Ningún otro momento de la humanidad había sido más lúcido ni más hermoso. Nada lo ha igualado después. Aquel acontecimiento, conmovedor de la historia europea, no parecía obra de los hombres. Poblaciones enteras, con idiomas diferentes, religiones distintas, historias particulares, pensamientos universales y acciones locales, se encontraron transportadas de repente, por una ola de entusiasmo, a la cima de una sola espiritualidad política y se descubrieron como iguales en la libertad.
Desde esa cumbre sentimental, despejada de ideas brumosas que ofuscaran el juicio de su natural sencillez, los pueblos europeos vieron donde se escondía la matriz de su desdichado pasado y por dónde se iniciaba el camino del venturoso porvenir. Al comprender la causa ajena de su servidumbre, se liberaron de ella, confraternizaron y se federaron. El acontecimiento llenó de esperanza los hogares europeos, y de espanto las Cortes de los Monarcas. La idea clara surgió el 12 de julio de 1791 y se derogó el 18 de Brumario de 1799. La Europa sentida como patria de la libertad se estuvo realizando durante 8 años, 4 meses y 6 días.

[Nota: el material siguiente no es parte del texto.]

//! The durable medium the project list lives in. The tracker only needs to read and write a single
//! text value atomically, so that is the whole contract.
//!  - [file::FileStore] keeps every key in its own file in a directory.
//!  - [memory::MemoryStore] is a shared map, mostly for tests and embedding.

pub mod file;
pub mod memory;

use async_trait::async_trait;
use thiserror::Error;

#[derive(Debug, Error)]
pub enum StoreError {
    /// The store can't be reached or set up at all. Nothing should run without it.
    #[error("store at {location} is unavailable: {source}")]
    Unavailable {
        location: String,
        #[source]
        source: std::io::Error,
    },
    #[error("store operation failed: {0}")]
    Io(#[from] std::io::Error),
}

#[cfg_attr(test, mockall::automock)]
#[async_trait]
pub trait KeyValueStore: Send + Sync {
    /// `None` when nothing was ever written under `key`.
    async fn read(&self, key: &str) -> Result<Option<String>, StoreError>;

    /// Replaces the whole value under `key`.
    async fn write(&self, key: &str, value: &str) -> Result<(), StoreError>;
}
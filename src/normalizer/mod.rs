//! Feed parsing: root-element sniffing plus one item mapping per format.

use feed_rs::model::{Entry, FeedType};
use feed_rs::parser;
use html_escape::decode_html_entities;
use quick_xml::events::Event;
use quick_xml::Reader;
use url::Url;

use crate::app::{LaterError, Result};
use crate::domain::FeedItem;

const UNTITLED: &str = "Untitled";

/// Feed document variants, chosen by the document's root element.
#[derive(Debug, Clone, Copy, PartialEq, Eq)]
pub enum FeedFormat {
    Rss,
    Atom,
}

impl FeedFormat {
    /// Inspect the first element of `body`. `<rss>` and RSS 1.0's `<rdf:RDF>`
    /// are RSS; `<feed>` is Atom. Anything else is a parse error.
    pub fn detect(body: &[u8]) -> Result<Self> {
        let mut reader = Reader::from_reader(body);

        loop {
            match reader.read_event() {
                Ok(Event::Start(e)) | Ok(Event::Empty(e)) => {
                    let name = e.local_name();
                    return match name.as_ref() {
                        b"rss" | b"RDF" => Ok(FeedFormat::Rss),
                        b"feed" => Ok(FeedFormat::Atom),
                        other => Err(LaterError::Parse(format!(
                            "Unrecognized feed root element <{}>",
                            String::from_utf8_lossy(other)
                        ))),
                    };
                }
                Ok(Event::Eof) => {
                    return Err(LaterError::Parse("Document has no root element".into()));
                }
                Ok(_) => continue,
                Err(e) => {
                    return Err(LaterError::Parse(format!(
                        "Malformed XML at byte {}: {}",
                        reader.buffer_position(),
                        e
                    )))
                }
            }
        }
    }

    fn accepts(self, feed_type: &FeedType) -> bool {
        match self {
            FeedFormat::Rss => matches!(feed_type, FeedType::RSS0 | FeedType::RSS1 | FeedType::RSS2),
            FeedFormat::Atom => matches!(feed_type, FeedType::Atom),
        }
    }

    /// Pick the article link for an entry.
    fn entry_link<'e>(self, entry: &'e Entry) -> Option<&'e str> {
        match self {
            FeedFormat::Rss => entry.links.first().map(|l| l.href.as_str()),
            FeedFormat::Atom => entry
                .links
                .iter()
                .find(|l| l.rel.as_deref() == Some("alternate"))
                .or_else(|| entry.links.iter().find(|l| l.rel.is_none()))
                .map(|l| l.href.as_str()),
        }
    }

    fn entry_guid(self, entry: &Entry, link: &Url) -> String {
        match self {
            FeedFormat::Rss if entry.id.is_empty() => link.to_string(),
            FeedFormat::Rss => entry.id.clone(),
            // Atom requires <id>; fall back anyway rather than fail the feed.
            FeedFormat::Atom if entry.id.is_empty() => link.to_string(),
            FeedFormat::Atom => entry.id.clone(),
        }
    }

    /// Parse a feed document of this format into items, in document order.
    pub fn parse(self, feed_url: &Url, body: &[u8], max_items: usize) -> Result<Vec<FeedItem>> {
        // Leave missing ids empty instead of feed-rs's generated hash so the
        // per-format guid fallback applies.
        let feed = parser::Builder::new()
            .id_generator(|_, _, _| String::new())
            .build()
            .parse(body)
            .map_err(|e| LaterError::Parse(e.to_string()))?;

        if !self.accepts(&feed.feed_type) {
            return Err(LaterError::Parse(format!(
                "Root element says {:?} but document parsed as {:?}",
                self, feed.feed_type
            )));
        }

        let mut items = Vec::new();
        for entry in &feed.entries {
            if items.len() == max_items {
                break;
            }

            let Some(link) = self.resolve_link(feed_url, entry) else {
                tracing::warn!(
                    "Skipping entry without a usable link: {}",
                    entry.title.as_ref().map(|t| t.content.as_str()).unwrap_or(UNTITLED)
                );
                continue;
            };

            let title = entry
                .title
                .as_ref()
                .map(|t| decode_html_entities(t.content.trim()).to_string())
                .filter(|t| !t.is_empty())
                .unwrap_or_else(|| UNTITLED.to_string());

            let guid = self.entry_guid(entry, &link);
            let mut item = FeedItem::new(items.len(), title, link, guid);
            item.published_at = entry.published.or(entry.updated);
            items.push(item);
        }

        Ok(items)
    }

    fn resolve_link(self, feed_url: &Url, entry: &Entry) -> Option<Url> {
        let href = self.entry_link(entry)?.trim();
        let link = feed_url.join(href).ok()?;
        matches!(link.scheme(), "http" | "https").then_some(link)
    }
}

#[derive(Clone, Default)]
pub struct Normalizer;

impl Normalizer {
    pub fn new() -> Self {
        Self
    }

    /// Detect the format of `body` and parse at most `max_items` items.
    pub fn normalize(&self, feed_url: &Url, body: &[u8], max_items: usize) -> Result<Vec<FeedItem>> {
        let format = FeedFormat::detect(body)?;
        tracing::debug!("Detected {:?} feed at {}", format, feed_url);
        format.parse(feed_url, body, max_items)
    }
}

#[cfg(test)]
mod tests {
    use super::*;

    const RSS_SAMPLE: &str = r#"<?xml version="1.0" encoding="UTF-8"?>
<rss version="2.0">
  <channel>
    <title>Test Feed</title>
    <description>A test feed</description>
    <item>
      <title>Test Item 1</title>
      <link>https://example.com/item1</link>
      <guid>item-1</guid>
      <pubDate>Mon, 01 Jan 2024 00:00:00 GMT</pubDate>
      <description>This is item 1</description>
    </item>
    <item>
      <title>Fish &amp; Chips</title>
      <link>/item2</link>
      <guid>item-2</guid>
      <description>This is item 2</description>
    </item>
    <item>
      <title>No link here</title>
      <guid>item-3</guid>
    </item>
    <item>
      <link>https://example.com/item4</link>
      <guid>item-4</guid>
    </item>
  </channel>
</rss>"#;

    const ATOM_SAMPLE: &str = r#"<?xml version="1.0" encoding="UTF-8"?>
<feed xmlns="http://www.w3.org/2005/Atom">
  <title>Atom Test Feed</title>
  <id>urn:feed</id>
  <updated>2024-01-02T00:00:00Z</updated>
  <entry>
    <title>Atom Entry 1</title>
    <link rel="self" href="https://example.com/api/atom1"/>
    <link rel="alternate" href="https://example.com/atom1"/>
    <id>atom-entry-1</id>
    <updated>2024-01-01T00:00:00Z</updated>
    <summary>This is Atom entry 1</summary>
  </entry>
  <entry>
    <title>Atom Entry 2</title>
    <link href="https://example.com/atom2"/>
    <id>atom-entry-2</id>
    <updated>2024-01-02T00:00:00Z</updated>
  </entry>
</feed>"#;

    fn feed_url() -> Url {
        Url::parse("https://example.com/feed.xml").unwrap()
    }

    #[test]
    fn test_detect_rss_and_atom() {
        assert_eq!(FeedFormat::detect(RSS_SAMPLE.as_bytes()).unwrap(), FeedFormat::Rss);
        assert_eq!(FeedFormat::detect(ATOM_SAMPLE.as_bytes()).unwrap(), FeedFormat::Atom);
    }

    #[test]
    fn test_detect_rdf_is_rss() {
        let rdf = r#"<?xml version="1.0"?>
<rdf:RDF xmlns:rdf="http://www.w3.org/1999/02/22-rdf-syntax-ns#" xmlns="http://purl.org/rss/1.0/"></rdf:RDF>"#;
        assert_eq!(FeedFormat::detect(rdf.as_bytes()).unwrap(), FeedFormat::Rss);
    }

    #[test]
    fn test_detect_rejects_unknown_roots() {
        assert!(matches!(FeedFormat::detect(b"<html><body/></html>"), Err(LaterError::Parse(_))));
        assert!(matches!(FeedFormat::detect(b""), Err(LaterError::Parse(_))));
        assert!(matches!(FeedFormat::detect(b"{\"version\": 1}"), Err(LaterError::Parse(_))));
    }

    #[test]
    fn test_parse_rss() {
        let items = Normalizer::new()
            .normalize(&feed_url(), RSS_SAMPLE.as_bytes(), 10)
            .unwrap();

        // The linkless entry is dropped; positions stay contiguous.
        assert_eq!(items.len(), 3);
        assert_eq!(items[0].title, "Test Item 1");
        assert_eq!(items[0].link.as_str(), "https://example.com/item1");
        assert_eq!(items[0].guid, "item-1");
        assert!(items[0].published_at.is_some());
        assert_eq!(items[1].title, "Fish & Chips");
        assert_eq!(items[1].link.as_str(), "https://example.com/item2");
        assert_eq!(items[2].title, "Untitled");
        assert_eq!(
            items.iter().map(|i| i.position).collect::<Vec<_>>(),
            vec![0, 1, 2]
        );
    }

    #[test]
    fn test_rss_guid_falls_back_to_link() {
        let rss = r#"<?xml version="1.0"?>
<rss version="2.0">
  <channel>
    <title>No guids</title>
    <item>
      <title>Without guid</title>
      <link>https://example.com/noguid</link>
    </item>
    <item>
      <title>With guid</title>
      <link>https://example.com/withguid</link>
      <guid isPermaLink="false">kept-guid</guid>
    </item>
  </channel>
</rss>"#;
        let items = Normalizer::new().normalize(&feed_url(), rss.as_bytes(), 10).unwrap();

        assert_eq!(items.len(), 2);
        assert_eq!(items[0].guid, "https://example.com/noguid");
        assert_eq!(items[1].guid, "kept-guid");
    }

    #[test]
    fn test_atom_entry_without_id_falls_back_to_link() {
        let atom = r#"<?xml version="1.0"?>
<feed xmlns="http://www.w3.org/2005/Atom">
  <title>No ids</title>
  <entry>
    <title>Idless</title>
    <link href="https://example.com/idless"/>
  </entry>
</feed>"#;
        let items = Normalizer::new().normalize(&feed_url(), atom.as_bytes(), 10).unwrap();
        assert_eq!(items[0].guid, "https://example.com/idless");
    }

    #[test]
    fn test_parse_atom_prefers_alternate_link() {
        let items = Normalizer::new()
            .normalize(&feed_url(), ATOM_SAMPLE.as_bytes(), 10)
            .unwrap();

        assert_eq!(items.len(), 2);
        assert_eq!(items[0].link.as_str(), "https://example.com/atom1");
        assert_eq!(items[0].guid, "atom-entry-1");
        assert_eq!(items[1].link.as_str(), "https://example.com/atom2");
        assert!(items[1].published_at.is_some());
    }

    #[test]
    fn test_parse_truncates() {
        let items = Normalizer::new()
            .normalize(&feed_url(), RSS_SAMPLE.as_bytes(), 1)
            .unwrap();
        assert_eq!(items.len(), 1);
        assert_eq!(items[0].guid, "item-1");
    }

    #[test]
    fn test_parse_zero_max_items_is_empty() {
        let items = Normalizer::new()
            .normalize(&feed_url(), RSS_SAMPLE.as_bytes(), 0)
            .unwrap();
        assert!(items.is_empty());
    }

    #[test]
    fn test_format_mismatch_is_parse_error() {
        let err = FeedFormat::Atom
            .parse(&feed_url(), RSS_SAMPLE.as_bytes(), 10)
            .unwrap_err();
        assert!(matches!(err, LaterError::Parse(_)));
    }
}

La buena nueva empezó cuando Luis XVI ratificó el texto de la primera Constitución europea: «La Nación francesa renuncia a emprender guerra alguna para hacer conquistas y no empleará sus fuerzas contra la libertad de pueblo alguno». Tan pronto como se divulgó esta «declaración de paz al mundo», garantizada con el Decreto de «acordar fraternidad y socorro a todos los pueblos que quieran recobrar su libertad, encargando al poder ejecutivo dar a los generales las órdenes necesarias para socorrerlos y defender a los ciudadanos que sean vejados por causa de la libertad», todas las poblaciones europeas quisieron ser francesas.

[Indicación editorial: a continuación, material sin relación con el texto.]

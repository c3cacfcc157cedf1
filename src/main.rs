use clap::Parser;
use tracing_subscriber::{fmt, prelude::*, EnvFilter};

use laterpress::cli::{commands, Cli};

#[tokio::main]
async fn main() -> anyhow::Result<()> {
    let cli = Cli::parse();

    // RUST_LOG wins; otherwise --debug picks the level
    let default_level = if cli.debug { "laterpress=debug" } else { "laterpress=warn" };
    let filter = EnvFilter::try_from_default_env().unwrap_or_else(|_| EnvFilter::new(default_level));

    tracing_subscriber::registry()
        .with(fmt::layer().with_writer(std::io::stderr))
        .with(filter)
        .init();

    commands::convert(&cli).await?;

    Ok(())
}
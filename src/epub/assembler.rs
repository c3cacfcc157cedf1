use std::path::Path;
use std::sync::{Mutex, PoisonError};

use crate::app::AssemblyError;
use crate::config::RunConfig;
use crate::domain::Chapter;
use crate::epub::{book_identifier, write_epub, BookMeta, EpubDocument};

/// Collects chapters from concurrent workers and finalizes the book.
///
/// Each chapter lands in the slot matching its feed position, so completion
/// order has no effect on the result.
pub struct EpubAssembler {
    slots: Mutex<Vec<Option<Chapter>>>,
}

impl EpubAssembler {
    pub fn new(capacity: usize) -> Self {
        Self {
            slots: Mutex::new(vec![None; capacity]),
        }
    }

    /// Place `chapter` in slot `chapter.order`.
    pub fn add_chapter(&self, chapter: Chapter) -> Result<(), AssemblyError> {
        let mut slots = self.lock();
        let capacity = slots.len();
        let slot = slots
            .get_mut(chapter.order)
            .ok_or(AssemblyError::SlotOutOfRange {
                slot: chapter.order,
                capacity,
            })?;

        if slot.is_some() {
            return Err(AssemblyError::SlotOccupied(chapter.order));
        }
        *slot = Some(chapter);
        Ok(())
    }

    /// Build the document from the filled slots, in feed order.
    pub fn into_document(self, config: &RunConfig) -> Result<EpubDocument, AssemblyError> {
        let chapters: Vec<Chapter> = self
            .slots
            .into_inner()
            .unwrap_or_else(PoisonError::into_inner)
            .into_iter()
            .flatten()
            .collect();

        let identifier = book_identifier(
            &config.started_at,
            &config.url,
            chapters.iter().map(|c| c.guid.as_str()),
        );

        let mut doc = EpubDocument::new(BookMeta {
            identifier,
            title: config.title.clone(),
            language: config.language.clone(),
            modified: config.started_at,
        });
        for chapter in chapters {
            doc.push_chapter(chapter)?;
        }
        Ok(doc)
    }

    /// Build the document and write it to `output`.
    pub fn finalize(self, config: &RunConfig, output: &Path) -> Result<EpubDocument, AssemblyError> {
        let doc = self.into_document(config)?;
        write_epub(&doc, output)?;
        Ok(doc)
    }

    fn lock(&self) -> std::sync::MutexGuard<'_, Vec<Option<Chapter>>> {
        // Slots hold plain data; a panicked writer cannot leave them half-updated.
        self.slots.lock().unwrap_or_else(PoisonError::into_inner)
    }
}
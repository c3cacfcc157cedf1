//! EPUB package model and serialization.
//!
//! ```text
//! Chapter slots → EpubDocument (manifest + spine) → zip archive
//! ```
//!
//! Archive layout:
//!
//! ```text
//! mimetype                      (first, stored)
//! META-INF/container.xml
//! OEBPS/content.opf
//! OEBPS/nav.xhtml
//! OEBPS/toc.ncx
//! OEBPS/styles/book.css
//! OEBPS/text/chapter-NNN.xhtml
//! ```

mod assembler;
mod package;
mod writer;

pub use assembler::EpubAssembler;
pub use writer::{write_archive, write_epub};

use chrono::{DateTime, Utc};
use sha2::{Digest, Sha256};
use url::Url;

use crate::app::AssemblyError;
use crate::domain::Chapter;

pub const MIMETYPE: &str = "application/epub+zip";
pub const CONTAINER_PATH: &str = "META-INF/container.xml";
/// Directory holding every resource listed in the package document.
pub const CONTENT_DIR: &str = "OEBPS";

pub const MEDIA_XHTML: &str = "application/xhtml+xml";
pub const MEDIA_NCX: &str = "application/x-dtbncx+xml";
pub const MEDIA_CSS: &str = "text/css";
pub const MEDIA_OPF: &str = "application/oebps-package+xml";

#[derive(Debug, Clone, Copy, PartialEq, Eq)]
pub enum ResourceKind {
    Package,
    Navigation,
    Ncx,
    Stylesheet,
    Chapter,
}

/// One resource of the package. `href` is relative to [`CONTENT_DIR`].
#[derive(Debug, Clone, PartialEq, Eq)]
pub struct ManifestEntry {
    pub id: String,
    pub href: String,
    pub media_type: &'static str,
    pub kind: ResourceKind,
    pub properties: Option<&'static str>,
}

impl ManifestEntry {
    fn new(id: &str, href: &str, media_type: &'static str, kind: ResourceKind) -> Self {
        Self {
            id: id.to_string(),
            href: href.to_string(),
            media_type,
            kind,
            properties: None,
        }
    }

    /// Path inside the zip archive.
    pub fn archive_path(&self) -> String {
        format!("{}/{}", CONTENT_DIR, self.href)
    }

    /// Whether the entry appears in the package document's `<manifest>`. The
    /// package document never lists itself.
    pub fn is_listed(&self) -> bool {
        self.kind != ResourceKind::Package
    }
}

pub fn chapter_href(chapter: &Chapter) -> String {
    format!("text/{}", chapter.file_name())
}

/// Book-level metadata written to the package document.
#[derive(Debug, Clone, PartialEq)]
pub struct BookMeta {
    /// `urn:uuid:` identifier.
    pub identifier: String,
    pub title: String,
    pub language: String,
    pub modified: DateTime<Utc>,
}

/// The book being built. Chapters can only be appended, in increasing order.
#[derive(Debug, Clone)]
pub struct EpubDocument {
    pub meta: BookMeta,
    chapters: Vec<Chapter>,
}

impl EpubDocument {
    pub fn new(meta: BookMeta) -> Self {
        Self {
            meta,
            chapters: Vec::new(),
        }
    }

    pub fn push_chapter(&mut self, chapter: Chapter) -> Result<(), AssemblyError> {
        if let Some(last) = self.chapters.last() {
            if chapter.order <= last.order {
                return Err(AssemblyError::OutOfOrder {
                    order: chapter.order,
                    previous: last.order,
                });
            }
        }
        self.chapters.push(chapter);
        Ok(())
    }

    pub fn chapters(&self) -> &[Chapter] {
        &self.chapters
    }

    /// Every resource in the archive: package, navigation, NCX, stylesheet,
    /// then one entry per chapter in spine order.
    pub fn manifest(&self) -> Vec<ManifestEntry> {
        let mut entries = vec![
            ManifestEntry::new("opf", "content.opf", MEDIA_OPF, ResourceKind::Package),
            ManifestEntry {
                properties: Some("nav"),
                ..ManifestEntry::new("nav", "nav.xhtml", MEDIA_XHTML, ResourceKind::Navigation)
            },
            ManifestEntry::new("ncx", "toc.ncx", MEDIA_NCX, ResourceKind::Ncx),
            ManifestEntry::new("css", "styles/book.css", MEDIA_CSS, ResourceKind::Stylesheet),
        ];

        entries.extend(self.chapters.iter().map(|chapter| ManifestEntry {
            properties: chapter.has_remote_resources.then_some("remote-resources"),
            ..ManifestEntry::new(&chapter.id, &chapter_href(chapter), MEDIA_XHTML, ResourceKind::Chapter)
        }));

        entries
    }

    /// Chapter ids in reading order.
    pub fn spine(&self) -> Vec<&str> {
        self.chapters.iter().map(|c| c.id.as_str()).collect()
    }
}

/// UUID-shaped identifier derived from the run seed, the feed and the
/// included entries. Same inputs give the same identifier.
pub fn book_identifier<'a>(
    seed: &DateTime<Utc>,
    feed_url: &Url,
    guids: impl IntoIterator<Item = &'a str>,
) -> String {
    let mut hasher = Sha256::new();
    hasher.update(seed.to_rfc3339().as_bytes());
    hasher.update(feed_url.as_str().as_bytes());
    for guid in guids {
        hasher.update([0u8]);
        hasher.update(guid.as_bytes());
    }
    let digest = hasher.finalize();

    let mut bytes = [0u8; 16];
    bytes.copy_from_slice(&digest[..16]);
    // Name-based (v5-style) version and RFC 4122 variant bits.
    bytes[6] = (bytes[6] & 0x0f) | 0x50;
    bytes[8] = (bytes[8] & 0x3f) | 0x80;

    let hex = hex::encode(bytes);
    format!(
        "urn:uuid:{}-{}-{}-{}-{}",
        &hex[0..8],
        &hex[8..12],
        &hex[12..16],
        &hex[16..20],
        &hex[20..32]
    )
}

Los habitantes del enclave papal de Avignon piden, los primeros, la anexión. Los Reyes preparan la guerra contra Francia. Brisot cursa instrucciones al cuerpo diplomático: «Decid a las potencias extranjeras que nosotros respetaremos sus leyes y constituciones, pero queremos que la nuestra sea respetada. Decidles que, si los Príncipes de Alemania continúan favoreciendo los preparativos contra Francia, nosotros llevaremos a sus casas no hierro y fuego, sino libertad». Declarada la guerra preventiva al Rey de Bohemia y Hungría, piden la anexión a Francia, en plebiscitos, manifestaciones y asambleas, todos los pueblos que la circundan (Saboya, Niza, Lieja, Bélgica, Renania). El pánico invade las Cortes. La patria estaba en los espacios ganados para la libertad. Con la victoria de Valmy nació el patriotismo europeo.
En casi toda Europa se constituyen sociedades y grupos de patriotas de Francia. Incluso en Inglaterra, a juicio de Burke, una cuarta parte de la clase política se afrancesa. En Italia pululan agrupaciones filiales de la Revolución. El poeta Alfieri las canta. Polonia adopta el modelo constitucional francés. La Asamblea legislativa concede la ciudadanía a los símbolos humanos de la libertad (Priestley, Bentham, Klopstock, Schiller, Pestalozzi, Washington, Hamilton, Madison, Paine). La voz de Isnard expresa el momento estelar de la humanidad: «Digamos a Europa que si los gabinetes comprometen a los Reyes en una guerra contra los pueblos, nosotros comprometeremos a los pueblos en una guerra contra los tiranos».
La ola de patriotismo europeo crecía o decrecía al ritmo de las batallas. La traición de Dumouriez en Bélgica moderó el entusiasmo. Las victorias de Moreau en Alemania y de Bonaparte en Italia lo llevaron al delirio. Repúblicas hermanas en Batavia (Holanda), Helvecia (Suiza), Italia del norte, Liguria, Roma. El Directorio, que había hecho de los ideales revolucionarios un expediente y de los generales en misión unos recaudadores, preparó el 18 de brumario, la dictadura europea de Napoleón. La Europa de la libertad acabó. Pero existió. ¿Puede crear patriotismo europeo la Constitución administrativa y mercantil de Giscard?
*Publicado en el diario La Razón el lunes 16 de junio de 2003.